Soil Contamination Tested

The soil contamination is apparently not too serious, health officials said. But until testing is completed, no one knows what nastiness might have to be trucked away.

Petrolight will haul away anything hazardous found in the ground, said Raymond R. Hirsch, a senior legal vice president at the company’s corporate headquarters in St. Louis.

“If there is any contaminated soil, we will remove it,” he said.

Hirsch said that diesel oil was never stored on the 23-acre site and that to his knowledge there was no soil contamination.

He also said the company is not now negotiating to sell the property.

If the soil is contaminated, said Edmonson of the county’s hazardous-materials unit, any sale would be unlikely until the owner paid to clean it up.

“It boils down to financial responsibility,” Edmonson said. “I see any prospective buyer for that property holding up until everything is cleared up. And if contamination is there, it could take a year or two, or longer.”

Advertisement

Well, that’s fine by Nakatani.

It Beats Slinging Hash

Even though strawberry acids crack her fingernails and skin, “like pouring lemon juice into a cut,” Nakatani said sorting berries beats slinging hash any day. After a short period as a waitress at a coffee shop in Anaheim, Nakatani married into this line of work and loves it.

“I used to think strawberries grew on trees,” she said. The only ones she had ever eaten before marriage came from her future father-in-law, when he dropped by the coffee shop, Nakatani said.

She has since learned a lot--how plants grow and things like that, Nakatani said.

A nearby industrial park used to flood the strawberry field at night with huge lights that made the leaves grow like crazy 24 hours a day, overwhelming the fruit. She asked the people to kill their brights, and another crop was saved, Nakatani said.
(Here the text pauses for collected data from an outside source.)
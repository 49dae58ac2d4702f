//! Utilities for extracting typed columns from Arrow record batches.
//!
//! Columns are cast to the type the profiler works with when the input uses
//! a compatible but different representation (e.g. `LargeUtf8`, `Int32` zip3
//! codes, `Timestamp` dates).

use arrow::array::{Array, ArrayRef, Date32Array, Float64Array, StringArray};
use arrow::compute::kernels::cast;
use arrow::datatypes::DataType;
use arrow::record_batch::RecordBatch;
use log::debug;

use crate::error::{Error, Result};

/// Check that every required column is present
///
/// # Errors
/// Returns [`Error::MissingColumns`] listing every absent column.
pub fn require_columns(batch: &RecordBatch, table: &str, required: &[&str]) -> Result<()> {
    let schema = batch.schema();
    let missing: Vec<String> = required
        .iter()
        .filter(|name| schema.index_of(name).is_err())
        .map(|name| (*name).to_string())
        .collect();

    if missing.is_empty() {
        Ok(())
    } else {
        Err(Error::missing_columns(table, missing))
    }
}

/// Get a column by name, cast to `expected_type` if needed
pub fn get_column(batch: &RecordBatch, column_name: &str, expected_type: &DataType) -> Result<ArrayRef> {
    let idx = batch
        .schema()
        .index_of(column_name)
        .map_err(|_| Error::missing_columns("input", vec![column_name.to_string()]))?;

    let column = batch.column(idx);
    let actual_type = column.data_type();
    if actual_type == expected_type {
        return Ok(column.clone());
    }

    if !cast::can_cast_types(actual_type, expected_type) {
        return Err(invalid_type(column_name, expected_type));
    }

    debug!("Casting column '{column_name}' from {actual_type:?} to {expected_type:?}");
    cast::cast(column, expected_type).map_err(|_| invalid_type(column_name, expected_type))
}

/// Downcast a column to a specific array type with clear error messages
pub fn downcast_array<'a, A: Array + 'static>(
    array: &'a ArrayRef,
    column_name: &str,
    expected_type_name: &str,
) -> Result<&'a A> {
    array
        .as_any()
        .downcast_ref::<A>()
        .ok_or_else(|| Error::InvalidDataType {
            column: column_name.to_string(),
            expected: expected_type_name.to_string(),
        })
}

/// Read a column as UTF-8 strings
pub fn string_column(batch: &RecordBatch, column_name: &str) -> Result<StringArray> {
    let array = get_column(batch, column_name, &DataType::Utf8)?;
    Ok(downcast_array::<StringArray>(&array, column_name, "Utf8")?.clone())
}

/// Read a column as calendar dates
pub fn date_column(batch: &RecordBatch, column_name: &str) -> Result<Date32Array> {
    let array = get_column(batch, column_name, &DataType::Date32)?;
    Ok(downcast_array::<Date32Array>(&array, column_name, "Date32")?.clone())
}

/// Read a column as 64-bit floats
pub fn float_column(batch: &RecordBatch, column_name: &str) -> Result<Float64Array> {
    let array = get_column(batch, column_name, &DataType::Float64)?;
    Ok(downcast_array::<Float64Array>(&array, column_name, "Float64")?.clone())
}

fn invalid_type(column_name: &str, expected_type: &DataType) -> Error {
    Error::InvalidDataType {
        column: column_name.to_string(),
        expected: format!("{expected_type:?}"),
    }
}
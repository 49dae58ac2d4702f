//! Per-participant profile construction
//!
//! Each call ends in one of three terminal states:
//!
//! - no measurement in the participant's zip3: placeholder profile
//! - zip3 matched but nothing inside the exposure window: placeholder profile
//! - measurements inside the window: computed profile
//!
//! No partially filled profile ever leaves this module.

use chrono::NaiveDate;
use log::trace;

use super::buckets::{classify, count_above, day_count};
use super::coverage::{all_time_means, compute_coverage, window_means};
use super::daily::daily_in_window;
use super::window::ExposureWindow;
use super::zip3::MeasurementSet;
use crate::config::{ProfilingConfig, SeverityBands};
use crate::error::Result;
use crate::models::{
    AqiSummary, DailyMeasurement, ExposureProfile, ExposureSummary, MatchState, Measurement,
    ParticipantWindow, ProfileType, RatioSummary,
};

/// Name of the synthetic parameter whose only value is the AQI itself
pub const AQI_PARAMETER: &str = "aqi";

/// Whether raw-value statistics are defined for a parameter
#[must_use]
pub fn has_raw_values(param_name: &str) -> bool {
    !param_name.eq_ignore_ascii_case(AQI_PARAMETER)
}

/// Builds exposure profiles for one parameter against a shared measurement set
#[derive(Debug, Clone)]
pub struct ProfileBuilder<'a> {
    measurements: &'a MeasurementSet,
    profile_type: ProfileType,
    bands: SeverityBands,
    lookback_days: i64,
    include_raw: bool,
}

impl<'a> ProfileBuilder<'a> {
    /// Create a builder; the profile type is fixed for every participant it builds
    #[must_use]
    pub fn new(
        measurements: &'a MeasurementSet,
        param_name: &str,
        profile_type: ProfileType,
        config: &ProfilingConfig,
    ) -> Self {
        Self {
            measurements,
            profile_type,
            bands: config.bands,
            lookback_days: config.lookback_days,
            include_raw: has_raw_values(param_name),
        }
    }

    #[must_use]
    pub fn profile_type(&self) -> ProfileType {
        self.profile_type
    }

    /// Build the profile for a participant row
    pub fn build(&self, participant: &ParticipantWindow) -> Result<ExposureProfile> {
        self.build_for(
            participant.zip3.as_deref(),
            participant.start_date,
            participant.end_date,
            participant.person_id.as_deref(),
        )
    }

    /// Build a profile from loose values
    ///
    /// Without a `person_id` the profile carries no join key and is meant to be
    /// read directly, e.g. through [`ExposureProfile::ratio`].
    ///
    /// # Errors
    /// Returns an error if the exposure window cannot be resolved.
    pub fn build_for(
        &self,
        zip3: Option<&str>,
        start_date: NaiveDate,
        end_date: NaiveDate,
        person_id: Option<&str>,
    ) -> Result<ExposureProfile> {
        let person_id = person_id.map(str::to_string);
        let window = ExposureWindow::resolve(start_date, end_date, self.lookback_days)?;

        let matched = zip3.map_or(&[][..], |z| self.measurements.match_zip3(z));
        if matched.is_empty() {
            trace!("No measurements for zip3 {zip3:?}");
            return Ok(ExposureProfile::placeholder(person_id, MatchState::NoZipMatch));
        }

        let daily = daily_in_window(matched, &window);
        if daily.is_empty() {
            trace!(
                "No measurements for zip3 {zip3:?} between {} and {}",
                window.start, window.end
            );
            return Ok(ExposureProfile::placeholder(person_id, MatchState::NoDateMatch));
        }

        let summary = match self.profile_type {
            ProfileType::Aqi => ExposureSummary::Aqi(self.aqi_summary(matched, &daily, &window)),
            ProfileType::Ratio { threshold } => {
                ExposureSummary::Ratio(ratio_summary(&daily, threshold))
            }
        };

        Ok(ExposureProfile::computed(person_id, summary))
    }

    fn aqi_summary(
        &self,
        matched: &[Measurement],
        daily: &[DailyMeasurement],
        window: &ExposureWindow,
    ) -> AqiSummary {
        let all_time = all_time_means(matched, self.include_raw);
        let windowed = window_means(daily, self.include_raw);

        AqiSummary {
            all_time_mean_raw_value: all_time.raw_value,
            // Both inputs are non-empty here, so the AQI means are defined
            all_time_mean_aqi: all_time.aqi.unwrap_or(f64::NAN),
            mean_raw_value: windowed.raw_value,
            mean_aqi: windowed.aqi.unwrap_or(f64::NAN),
            bands: classify(daily, &self.bands),
            coverage: compute_coverage(daily, window),
        }
    }
}

fn ratio_summary(daily: &[DailyMeasurement], threshold: f64) -> RatioSummary {
    RatioSummary {
        threshold,
        days_above_threshold: count_above(daily, threshold),
        total_measured_days: day_count(daily.len()),
    }
}
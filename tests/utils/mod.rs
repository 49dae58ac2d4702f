use std::sync::Arc;

use arrow::array::{Array, Date32Array, Float64Array, Int64Array, StringArray, UInt32Array};
use arrow::datatypes::{DataType, Field, Schema};
use arrow::record_batch::RecordBatch;
use chrono::NaiveDate;
use exposure_profiler::ProfilingConfig;

/// Population row: person_id, zip3, start_date, end_date
pub type PopulationRow<'a> = (Option<&'a str>, Option<&'a str>, NaiveDate, NaiveDate);

/// Measurement row: zip3, date, raw value, aqi
pub type MeasurementRow<'a> = (&'a str, NaiveDate, Option<f64>, f64);

#[must_use]
pub fn date(y: i32, m: u32, d: u32) -> NaiveDate {
    NaiveDate::from_ymd_opt(y, m, d).unwrap()
}

fn epoch_days(date: NaiveDate) -> i32 {
    (date - NaiveDate::from_ymd_opt(1970, 1, 1).unwrap()).num_days() as i32
}

/// Configuration used across tests: no progress bar, small fixed pool
#[must_use]
pub fn test_config() -> ProfilingConfig {
    ProfilingConfig::default().with_progress(false).with_workers(2)
}

/// Build a population table with the four required columns plus an `age` column
#[must_use]
pub fn population_batch(rows: &[PopulationRow<'_>]) -> RecordBatch {
    let schema = Schema::new(vec![
        Field::new("person_id", DataType::Utf8, true),
        Field::new("zip3", DataType::Utf8, true),
        Field::new("start_date", DataType::Date32, false),
        Field::new("end_date", DataType::Date32, false),
        Field::new("age", DataType::Int64, false),
    ]);
    RecordBatch::try_new(
        Arc::new(schema),
        vec![
            Arc::new(StringArray::from(rows.iter().map(|r| r.0).collect::<Vec<_>>())),
            Arc::new(StringArray::from(rows.iter().map(|r| r.1).collect::<Vec<_>>())),
            Arc::new(Date32Array::from(
                rows.iter().map(|r| epoch_days(r.2)).collect::<Vec<_>>(),
            )),
            Arc::new(Date32Array::from(
                rows.iter().map(|r| epoch_days(r.3)).collect::<Vec<_>>(),
            )),
            Arc::new(Int64Array::from(
                (0..rows.len() as i64).map(|i| 40 + i).collect::<Vec<_>>(),
            )),
        ],
    )
    .unwrap()
}

/// Build a measurement table with `zip3`, `date`, `arithmetic_mean` and `aqi`
#[must_use]
pub fn measurement_batch(rows: &[MeasurementRow<'_>]) -> RecordBatch {
    let schema = Schema::new(vec![
        Field::new("zip3", DataType::Utf8, false),
        Field::new("date", DataType::Date32, false),
        Field::new("arithmetic_mean", DataType::Float64, true),
        Field::new("aqi", DataType::Float64, false),
    ]);
    RecordBatch::try_new(
        Arc::new(schema),
        vec![
            Arc::new(StringArray::from(rows.iter().map(|r| r.0).collect::<Vec<_>>())),
            Arc::new(Date32Array::from(
                rows.iter().map(|r| epoch_days(r.1)).collect::<Vec<_>>(),
            )),
            Arc::new(Float64Array::from(rows.iter().map(|r| r.2).collect::<Vec<_>>())),
            Arc::new(Float64Array::from(rows.iter().map(|r| r.3).collect::<Vec<_>>())),
        ],
    )
    .unwrap()
}

/// Read a Float64 output column as options
#[must_use]
pub fn f64_values(batch: &RecordBatch, name: &str) -> Vec<Option<f64>> {
    let array = batch
        .column_by_name(name)
        .unwrap_or_else(|| panic!("missing column {name}"))
        .as_any()
        .downcast_ref::<Float64Array>()
        .unwrap();
    array.iter().collect()
}

/// Read a UInt32 output column as options
#[must_use]
pub fn u32_values(batch: &RecordBatch, name: &str) -> Vec<Option<u32>> {
    let array = batch
        .column_by_name(name)
        .unwrap_or_else(|| panic!("missing column {name}"))
        .as_any()
        .downcast_ref::<UInt32Array>()
        .unwrap();
    array.iter().collect()
}

/// Read an Int64 output column as options
#[must_use]
pub fn i64_values(batch: &RecordBatch, name: &str) -> Vec<Option<i64>> {
    let array = batch
        .column_by_name(name)
        .unwrap_or_else(|| panic!("missing column {name}"))
        .as_any()
        .downcast_ref::<Int64Array>()
        .unwrap();
    array.iter().collect()
}

/// Read a Utf8 column as owned options
#[must_use]
pub fn string_values(batch: &RecordBatch, name: &str) -> Vec<Option<String>> {
    let array = batch
        .column_by_name(name)
        .unwrap_or_else(|| panic!("missing column {name}"))
        .as_any()
        .downcast_ref::<StringArray>()
        .unwrap();
    array.iter().map(|v| v.map(str::to_string)).collect()
}

/// Whether every statistic column of `param` is null in `row`
#[must_use]
pub fn all_stats_null(batch: &RecordBatch, param: &str, row: usize) -> bool {
    let schema = batch.schema();
    schema
        .fields()
        .iter()
        .enumerate()
        .filter(|(_, f)| f.name().starts_with(&format!("{param}_")))
        .all(|(i, _)| batch.column(i).is_null(row))
}

/// The parameter's severity band column names, lowest band first
#[must_use]
pub fn band_columns(param: &str) -> Vec<String> {
    ["0to25", "26to50", "51to75", "76to100", "101to150", "151plus"]
        .iter()
        .map(|label| format!("{param}_aqi_{label}_days"))
        .collect()
}
//! Algorithm implementations for exposure profiling
//!
//! This module contains the per-participant profiling pipeline and the
//! parallel dispatcher that runs it across a population.

pub mod exposure;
Then there are mites, cold, rain, sun and heat to worry about, Nakatani said, sighing. Heat waves quickly following cold waves beat the heck out of the plants, confused by signals telling them to grow in a hurry and then stop.

Weather Confuses Plants

“It’s like a person who loses weight fast and then regains it; they can have a heart attack,” she said.

Still, her 3-year-old boy loves to wander through the strawberry field, picking fruit with the day laborers, Nakatani said.

Advertisement

“He walks around telling customers, ‘I’m a farmer, I’m a farmer,’ ” Nakatani said.

“His daddy says, ‘I don’t know if you will be able to (be a farmer) when you grow up.’ ”

Kathleen Sheehan of Brea carefully cradled her granddaughter and smiled as Nakatani talked about her son and wrapped strawberries in newspaper.

“Say strawberries,” Sheehan told the 2-year-old.

“Strawberries,” the little girl said, reaching for one.